“Lo dico con la mano sul cuore: non ho mentito alla Camera dei Comuni” inizia così l’audizione dell’ex premier britannico Boris Johnson nell’ambito dell’inchiesta Partygate. L’intervento è stato interrotto dopo pochi minuti, perché coincideva temporalmente con il voto sul protocollo post Brexit sull’Irlanda del Nord, il così detto Windsor Framework, ma rimane un punto cruciale sulla vicenda. Lo scopo della commissione che indaga (la Privileges Committee) è infatti quello di accertare se l’ex Primo Ministro abbia mentito o meno ai parlamentari sulla questione dei festini organizzati durante il lockdown. Se i deputati dovessero pronunciarsi con verdetto negativo BoJo rischierebbe la sospensione del seggio o addirittura l’esclusione dalle stanze di Westminster. Secondo i giornali britannici, equivarrebbe alla fine di ogni sua ambizione politica.

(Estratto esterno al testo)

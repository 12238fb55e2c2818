//! Configuration sanitizers.
//!
//! These two functions are the only gate between external configuration and
//! the termination-critical counters (recursion depth, iteration caps, quality
//! thresholds). They are total: any input, including NaN and infinities, maps
//! to a value within the documented bounds. They never panic.

/// Clamp an arbitrary numeric value into a positive integer count.
///
/// Returns `value` as `u32` when it is a finite, integral number that is at
/// least 1 and, when `max_value` is given, at most `max_value`. Everything
/// else (zero, negatives, fractions, NaN, infinities, overflow) returns
/// `default` unchanged.
pub fn sanitize_positive_int(value: f64, default: u32, max_value: Option<u32>) -> u32 {
    if !value.is_finite() || value.fract() != 0.0 || value < 1.0 || value > u32::MAX as f64 {
        return default;
    }
    let value = value as u32;
    match max_value {
        Some(max) if value > max => default,
        _ => value,
    }
}

/// Clamp an arbitrary numeric value into a [0.0, 1.0] threshold.
///
/// Returns `value` when it lies within [0.0, 1.0]; otherwise (including NaN)
/// returns `default`.
pub fn sanitize_threshold(value: f64, default: f64) -> f64 {
    if (0.0..=1.0).contains(&value) {
        value
    } else {
        default
    }
}

#[cfg(test)]
mod tests {
    use super::*;

    #[test]
    fn test_positive_int_passes_valid_values() {
        assert_eq!(sanitize_positive_int(1.0, 3, None), 1);
        assert_eq!(sanitize_positive_int(5.0, 3, None), 5);
        assert_eq!(sanitize_positive_int(10.0, 3, Some(10)), 10);
    }

    #[test]
    fn test_positive_int_rejects_non_positive() {
        assert_eq!(sanitize_positive_int(0.0, 3, None), 3);
        assert_eq!(sanitize_positive_int(-1.0, 3, None), 3);
        assert_eq!(sanitize_positive_int(-100.0, 7, None), 7);
    }

    #[test]
    fn test_positive_int_rejects_non_integral() {
        assert_eq!(sanitize_positive_int(2.5, 3, None), 3);
        assert_eq!(sanitize_positive_int(0.999, 3, None), 3);
    }

    #[test]
    fn test_positive_int_rejects_nan_and_infinities() {
        assert_eq!(sanitize_positive_int(f64::NAN, 3, None), 3);
        assert_eq!(sanitize_positive_int(f64::INFINITY, 3, None), 3);
        assert_eq!(sanitize_positive_int(f64::NEG_INFINITY, 3, None), 3);
    }

    #[test]
    fn test_positive_int_enforces_max_value() {
        assert_eq!(sanitize_positive_int(11.0, 3, Some(10)), 3);
        assert_eq!(sanitize_positive_int(1e12, 3, None), 3);
    }

    #[test]
    fn test_threshold_passes_in_range() {
        assert_eq!(sanitize_threshold(0.0, 0.5), 0.0);
        assert_eq!(sanitize_threshold(1.0, 0.5), 1.0);
        assert_eq!(sanitize_threshold(0.9, 0.5), 0.9);
    }

    #[test]
    fn test_threshold_rejects_out_of_range() {
        assert_eq!(sanitize_threshold(-0.1, 0.5), 0.5);
        assert_eq!(sanitize_threshold(1.1, 0.5), 0.5);
        assert_eq!(sanitize_threshold(f64::NAN, 0.5), 0.5);
        assert_eq!(sanitize_threshold(f64::INFINITY, 0.5), 0.5);
    }

    #[test]
    fn test_sanitizers_are_total_over_sampled_inputs() {
        // A spread of hostile inputs; both functions must land in bounds.
        let samples = [
            f64::NAN,
            f64::INFINITY,
            f64::NEG_INFINITY,
            f64::MIN,
            f64::MAX,
            -0.0,
            0.5,
            1e-300,
            1e300,
            42.0,
        ];
        for &v in &samples {
            let n = sanitize_positive_int(v, 4, Some(100));
            assert!((1..=100).contains(&n), "out of bounds for input {v}: {n}");
            let t = sanitize_threshold(v, 0.25);
            assert!((0.0..=1.0).contains(&t), "out of bounds for input {v}: {t}");
        }
    }
}
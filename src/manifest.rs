//! Dependency manifest for phase transitions.
//!
//! The manifest declares, per phase, which prerequisites must hold before
//! the engine may enter that phase. A dependency names either an earlier
//! phase (met when that phase's recorded result is complete) or a key in
//! the cycle's accumulated context (met when present).

use anyhow::{Context, Result};
use serde::{Deserialize, Serialize};
use std::collections::HashMap;
use std::path::Path;

use crate::cycle::Cycle;
use crate::errors::OrchestrationError;
use crate::phase::Phase;

#[derive(Debug, Clone, Default, Serialize, Deserialize)]
pub struct Manifest {
    /// Dependency names required before entering each phase.
    #[serde(default)]
    pub dependencies: HashMap<Phase, Vec<String>>,
}

impl Manifest {
    /// A manifest with no dependencies for any phase.
    pub fn empty() -> Self {
        Self::default()
    }

    /// The natural chain: each phase requires the preceding phase's
    /// completion; Expand requires nothing.
    pub fn default_dependencies() -> Self {
        let mut dependencies = HashMap::new();
        dependencies.insert(Phase::Differentiate, vec!["expand".to_string()]);
        dependencies.insert(Phase::Refine, vec!["differentiate".to_string()]);
        dependencies.insert(Phase::Retrospect, vec!["refine".to_string()]);
        Self { dependencies }
    }

    /// Add a dependency for a phase.
    pub fn require(mut self, phase: Phase, dependency: impl Into<String>) -> Self {
        self.dependencies
            .entry(phase)
            .or_default()
            .push(dependency.into());
        self
    }

    /// Load a manifest from a JSON file.
    pub fn load(path: &Path) -> Result<Self> {
        let content = std::fs::read_to_string(path)
            .with_context(|| format!("Failed to read manifest file: {}", path.display()))?;
        let manifest: Manifest = serde_json::from_str(&content)
            .with_context(|| format!("Failed to parse manifest JSON: {}", path.display()))?;
        Ok(manifest)
    }

    /// Save the manifest to a JSON file.
    pub fn save(&self, path: &Path) -> Result<()> {
        let content =
            serde_json::to_string_pretty(self).context("Failed to serialize manifest to JSON")?;
        std::fs::write(path, content)
            .with_context(|| format!("Failed to write manifest file: {}", path.display()))?;
        Ok(())
    }

    /// Check every dependency declared for `phase` against the cycle.
    ///
    /// Fails with the first unmet dependency by name; no partial evaluation
    /// state leaks into the cycle.
    pub fn check_phase_dependencies(
        &self,
        cycle: &Cycle,
        phase: Phase,
    ) -> Result<(), OrchestrationError> {
        let Some(deps) = self.dependencies.get(&phase) else {
            return Ok(());
        };
        for dependency in deps {
            if !self.dependency_met(cycle, dependency) {
                return Err(OrchestrationError::UnmetDependency {
                    phase,
                    dependency: dependency.clone(),
                });
            }
        }
        Ok(())
    }

    fn dependency_met(&self, cycle: &Cycle, dependency: &str) -> bool {
        // Phase-name dependencies check the recorded result; anything else
        // is a context key.
        let as_phase = Phase::ALL.iter().find(|p| p.as_str() == dependency);
        match as_phase {
            Some(&phase) => cycle
                .phase_result(phase)
                .map(|r| r.phase_complete)
                .unwrap_or(false),
            None => cycle.context.contains_key(dependency),
        }
    }
}

#[cfg(test)]
mod tests {
    use super::*;
    use crate::cycle::Task;
    use crate::phase::PhaseResult;
    use tempfile::tempdir;

    #[test]
    fn test_empty_manifest_passes_everything() {
        let manifest = Manifest::empty();
        let cycle = Cycle::new(Task::new("t"));
        for phase in Phase::ALL {
            assert!(manifest.check_phase_dependencies(&cycle, phase).is_ok());
        }
    }

    #[test]
    fn test_default_chain_blocks_until_previous_phase_complete() {
        let manifest = Manifest::default_dependencies();
        let mut cycle = Cycle::new(Task::new("t"));

        let err = manifest
            .check_phase_dependencies(&cycle, Phase::Differentiate)
            .unwrap_err();
        match err {
            OrchestrationError::UnmetDependency { phase, dependency } => {
                assert_eq!(phase, Phase::Differentiate);
                assert_eq!(dependency, "expand");
            }
            other => panic!("Expected UnmetDependency, got {other:?}"),
        }

        cycle.record_result(Phase::Expand, PhaseResult::new(true, 0.9));
        assert!(
            manifest
                .check_phase_dependencies(&cycle, Phase::Differentiate)
                .is_ok()
        );
    }

    #[test]
    fn test_incomplete_phase_result_does_not_satisfy() {
        let manifest = Manifest::default_dependencies();
        let mut cycle = Cycle::new(Task::new("t"));
        cycle.record_result(Phase::Expand, PhaseResult::new(false, 0.9));
        assert!(
            manifest
                .check_phase_dependencies(&cycle, Phase::Differentiate)
                .is_err()
        );
    }

    #[test]
    fn test_context_key_dependency() {
        let manifest = Manifest::empty().require(Phase::Refine, "requirements");
        let mut cycle = Cycle::new(Task::new("t"));

        assert!(
            manifest
                .check_phase_dependencies(&cycle, Phase::Refine)
                .is_err()
        );

        let mut entries = serde_json::Map::new();
        entries.insert("requirements".into(), serde_json::json!(["r1"]));
        cycle.merge_context(entries);
        assert!(
            manifest
                .check_phase_dependencies(&cycle, Phase::Refine)
                .is_ok()
        );
    }

    #[test]
    fn test_load_save_roundtrip() {
        let dir = tempdir().unwrap();
        let path = dir.path().join("manifest.json");
        let manifest = Manifest::default_dependencies().require(Phase::Expand, "charter");

        manifest.save(&path).unwrap();
        let loaded = Manifest::load(&path).unwrap();
        assert_eq!(
            loaded.dependencies[&Phase::Expand],
            vec!["charter".to_string()]
        );
        assert_eq!(
            loaded.dependencies[&Phase::Retrospect],
            vec!["refine".to_string()]
        );
    }

    #[test]
    fn test_load_missing_file_errors() {
        let result = Manifest::load(Path::new("/nonexistent/manifest.json"));
        assert!(result.is_err());
        assert!(
            result
                .unwrap_err()
                .to_string()
                .contains("Failed to read manifest file")
        );
    }
}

Partygate: lo scandalo dei festini durante il lockdown
La vicenda Partygate risale ad eventi che si sono svolti tra il maggio 2020 e l’aprile 2021 e riguarda le feste organizzate a Downing Street, a Londra, durante la pandemia da Covid19: Johnson è stato accusato di aver organizzato quei ritrovi in barba alle restrizioni che lui stesso aveva imposto. Lo scandalo gli è costato le dimissioni la scorsa estate da Primo Ministro e da leader dei Tories. Ecco perché la testimonianza resa oggi è così importante, anche se l’oggetto delle indagini parlamentari in corso non è tanto accertare i fatti, quanto capire se le dichiarazioni di Jonhson quando era ancora Primo Ministro fossero volte a mentire al Parlamento.
Boris Jhonson aveva già ammesso di aver mentito, ma “in buona fede”
L’intervento è stato preceduto da una dichiarazione di memoria difensiva pubblicata ieri in cui l’ex Primo Ministro ammette che i deputati furono fuorviati dalle sue prime dichiarazioni sul Party gate, ma che questo avvenne in buona fede. All’epoca infatti Johnson disse che durante le feste nessuno aveva violato le regole sul distanziamento sociale, affermazione poi rivelatasi non veritiera. Insomma, la linea difensiva è stata impostata sulla linea “dell’inganno volontario”. Una scelta che non è piaciuta ai suoi avversari politici che ne sottolineano il tono si sfida e la totale assenza di rimorso o imbarazzo. L’audizione si è interrotta quasi subito per lasciare spazio al voto sul Windsor Framework Act, l’accordo di revisione del protocollo post Brexit per l’Irlanda del Nord raggiunto di recente con Bruxelles. Anche su questa vicenda l’ex Premier ha deciso di sfidare il suo successore alla guida dell’Esecutivo Rishi Sunak, annunciando che avrebbe votato no.